Some of the solu­tions to these prob­lems will have to be brought about by law­mak­ers and reg­u­la­tors (deal­ing with sub­min­i­mum wage cer­tifi­cates) and lawyers, social work­ers, and oth­er pro­fes­sion­als equipped to deal with human traf­fick­ing (deal­ing with any remain­ing cas­es of old­er forms of exploit­ing dis­abled work­ers). As a law stu­dent, I can eas­i­ly imag­ine attor­neys help­ing vic­tims sue for dam­ages and find­ing pro bono projects in help­ing peo­ple escape exploita­tive boss­es who also hap­pen to be their guardians or rep­re­sen­ta­tive pay­ees. How­ev­er, nei­ther prob­lem is eas­i­ly addressed with­out buy-in from the per­son on the street. Some of these res­cues took place because of anony­mous tips from con­cerned cit­i­zens. These abus­es went on for as many years as they did because peo­ple ignored the sit­u­a­tion or assumed every­thing was fine. A major les­son to be learned here is that, if you want to make your com­mu­ni­ty safer for your most vul­ner­a­ble neigh­bors, just pay­ing atten­tion, get­ting to know them, and ask­ing ques­tions about liv­ing and work­ing con­di­tions that look ques­tion­able can go a long way.

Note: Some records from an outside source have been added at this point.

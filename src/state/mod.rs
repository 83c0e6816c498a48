//! Sans-I/O state machines for PostgreSQL protocol.
//!
//! These state machines handle the protocol logic without performing any I/O.
//! They produce `Action` values that tell the caller what to do next. Every
//! exchange ends with Sync, so every machine runs until ReadyForQuery; an
//! error reported along the way is held back until then so the connection is
//! left in sync.

pub mod action;
pub mod extended;
pub mod simple_query;

pub use action::{Action, AsyncMessage};
pub use extended::{
    CloseStatementsStateMachine, ExecuteStateMachine, PrepareStateMachine, PreparedInfo,
};
pub use simple_query::SimpleQueryStateMachine;

use crate::buffer_set::BufferSet;
use crate::error::{Error, Result};
use crate::protocol::backend::{
    ErrorResponse, NoticeResponse, NotificationResponse, ParameterStatus, ReadyForQuery,
    msg_type,
};
use crate::protocol::types::TransactionStatus;

/// A protocol exchange driven by the connection.
pub trait StateMachine {
    /// Advance the machine. The first call emits the request; later calls
    /// consume the message in `buffer_set`.
    fn step(&mut self, buffer_set: &mut BufferSet) -> Result<Action>;

    /// Transaction status from the final ReadyForQuery.
    fn transaction_status(&self) -> TransactionStatus;
}

/// Messages every exchange handles the same way: async messages, ErrorResponse,
/// and the closing ReadyForQuery.
#[derive(Debug, Default)]
pub(crate) struct SyncTail {
    pending: Option<Error>,
    draining: bool,
    transaction_status: TransactionStatus,
}

impl SyncTail {
    /// Handle the current message if it is one of the shared kinds. Returns
    /// `None` when the machine has to interpret it.
    pub(crate) fn handle(&mut self, buffer_set: &BufferSet) -> Result<Option<Action>> {
        let type_byte = buffer_set.type_byte;
        let payload = buffer_set.read_buffer.as_slice();

        if msg_type::is_async(type_byte) {
            let msg = parse_async_message(type_byte, payload)?;
            return Ok(Some(Action::HandleAsyncMessageAndReadMessage(msg)));
        }

        match type_byte {
            msg_type::READY_FOR_QUERY => {
                let ready = ReadyForQuery::parse(payload)?;
                let status = ready.status;
                self.transaction_status = ready.transaction_status().ok_or_else(|| {
                    Error::Protocol(format!("unknown transaction status {}", status))
                })?;
                match self.pending.take() {
                    Some(err) => Err(err),
                    None => Ok(Some(Action::Finished)),
                }
            }
            msg_type::ERROR_RESPONSE => {
                let err = ErrorResponse::parse(payload)?.into_error();
                self.defer(err)?;
                Ok(Some(Action::ReadMessage))
            }
            _ if self.draining => Ok(Some(Action::ReadMessage)),
            _ => Ok(None),
        }
    }

    /// Hold an error until ReadyForQuery and skip the rest of the exchange.
    /// Errors that break the connection are returned immediately.
    pub(crate) fn defer(&mut self, err: Error) -> Result<()> {
        if err.is_connection_broken() {
            return Err(err);
        }
        if self.pending.is_none() {
            self.pending = Some(err);
        }
        self.draining = true;
        Ok(())
    }

    pub(crate) fn transaction_status(&self) -> TransactionStatus {
        self.transaction_status
    }
}

pub(crate) fn parse_async_message(type_byte: u8, payload: &[u8]) -> Result<AsyncMessage> {
    match type_byte {
        msg_type::NOTICE_RESPONSE => {
            let notice = NoticeResponse::parse(payload)?;
            Ok(AsyncMessage::Notice(notice.0))
        }
        msg_type::PARAMETER_STATUS => {
            let param = ParameterStatus::parse(payload)?;
            Ok(AsyncMessage::ParameterChanged {
                name: param.name.to_string(),
                value: param.value.to_string(),
            })
        }
        msg_type::NOTIFICATION_RESPONSE => {
            let notification = NotificationResponse::parse(payload)?;
            Ok(AsyncMessage::Notification {
                pid: notification.pid,
                channel: notification.channel.to_string(),
                payload: notification.payload.to_string(),
            })
        }
        _ => Err(Error::Protocol(format!(
            "Unknown async message type: '{}'",
            type_byte as char
        ))),
    }
}

pub(crate) fn unexpected(type_byte: u8, context: &str) -> Error {
    Error::Protocol(format!(
        "Unexpected message '{}' {}",
        type_byte as char, context
    ))
}
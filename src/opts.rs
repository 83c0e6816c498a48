//! Connection options.

use std::time::Duration;

use url::Url;

use crate::error::Error;

/// Per-connection options for statement caching and shutdown.
#[derive(Debug, Clone, PartialEq, Eq)]
pub struct Opts {
    /// Maximum number of prepared statements kept in the cache. `0` disables
    /// caching: every prepared statement is closed once no handle remains.
    ///
    /// Default: `100`
    pub statement_cache_size: usize,

    /// Queries longer than this many bytes are prepared without being cached.
    ///
    /// Default: `15 * 1024`
    pub max_cacheable_statement_size: usize,

    /// How long `close()` waits for an in-flight operation to release the
    /// connection before terminating it. `None` waits indefinitely.
    ///
    /// Default: `Some(10s)`
    pub close_timeout: Option<Duration>,
}

impl Default for Opts {
    fn default() -> Self {
        Self {
            statement_cache_size: 100,
            max_cacheable_statement_size: 15 * 1024,
            close_timeout: Some(Duration::from_secs(10)),
        }
    }
}

fn parse_usize(key: &str, value: &str) -> Result<usize, Error> {
    value
        .parse()
        .map_err(|e| Error::InvalidUsage(format!("Invalid {}: {} ({})", key, value, e)))
}

impl TryFrom<&Url> for Opts {
    type Error = Error;

    /// Read options from the query parameters of a PostgreSQL connection URL.
    ///
    /// Format: `postgres://[user[:password]@]host[:port][/database][?param1=value1&..]`
    ///
    /// Supported query parameters:
    /// - `statement_cache_size`: non-negative integer, `0` disables caching
    /// - `max_cacheable_statement_size`: bytes
    /// - `close_timeout_ms`: milliseconds, `0` waits indefinitely
    ///
    /// Other parameters belong to connection setup and are ignored here.
    fn try_from(url: &Url) -> Result<Self, Self::Error> {
        if !["postgres", "postgresql", "pg"].contains(&url.scheme()) {
            return Err(Error::InvalidUsage(format!(
                "Invalid scheme: expected 'postgres://' or 'pg://', got '{}://'",
                url.scheme()
            )));
        }

        let mut opts = Opts::default();
        for (key, value) in url.query_pairs() {
            match key.as_ref() {
                "statement_cache_size" => {
                    opts.statement_cache_size = parse_usize(&key, &value)?;
                }
                "max_cacheable_statement_size" => {
                    opts.max_cacheable_statement_size = parse_usize(&key, &value)?;
                }
                "close_timeout_ms" => {
                    let ms = parse_usize(&key, &value)?;
                    opts.close_timeout = (ms > 0).then(|| Duration::from_millis(ms as u64));
                }
                _ => {
                    tracing::debug!(key = %key, "ignoring connection parameter");
                }
            }
        }

        Ok(opts)
    }
}

impl TryFrom<&str> for Opts {
    type Error = Error;

    fn try_from(s: &str) -> Result<Self, Self::Error> {
        let url = Url::parse(s).map_err(|e| Error::InvalidUsage(format!("Invalid URL: {}", e)))?;
        Self::try_from(&url)
    }
}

Anoth­er area where pub­lic involve­ment is impor­tant is in advo­ca­cy for employ­ment first pol­i­cy. The dis­abil­i­ty com­mu­ni­ty has long rec­og­nized that res­i­den­tial insti­tu­tions are dan­ger­ous. They can nev­er be made safe because putting mar­gin­al­ized, vul­ner­a­ble peo­ple togeth­er in one place, out of sight of any­one whose com­plaints might be tak­en seri­ous­ly, leads to cycles of abuse and neglect. Seg­re­gat­ed work­places have at least some such ten­den­cies. Even if peo­ple are some­what pro­tect­ed by going home at night, they’re out of sight and out of mind for large parts of the day. If we want to be sure of end­ing a form of exploit­ed labor some­times tinged with the lega­cy of chat­tel slav­ery, we have to shut down the seg­re­gat­ed set­tings where it happens.We have to bring dis­abled labor out into the light of inclu­sion so that pub­lic scruti­ny makes it hard­er to mis­treat these work­ers. If we want to ensure that work­ers with dis­abil­i­ties are paid the same as non-dis­abled col­leagues doing the same jobs, and work under the same stan­dards and con­di­tions, there is a sim­ple solu­tion: put them in jobs that non-dis­abled peo­ple do. Help them seek work that match­es their cre­den­tials, strengths, and weak­ness­es in nor­mal, com­pet­i­tive posi­tions open to dis­abled and non-dis­abled appli­cants like every­one else.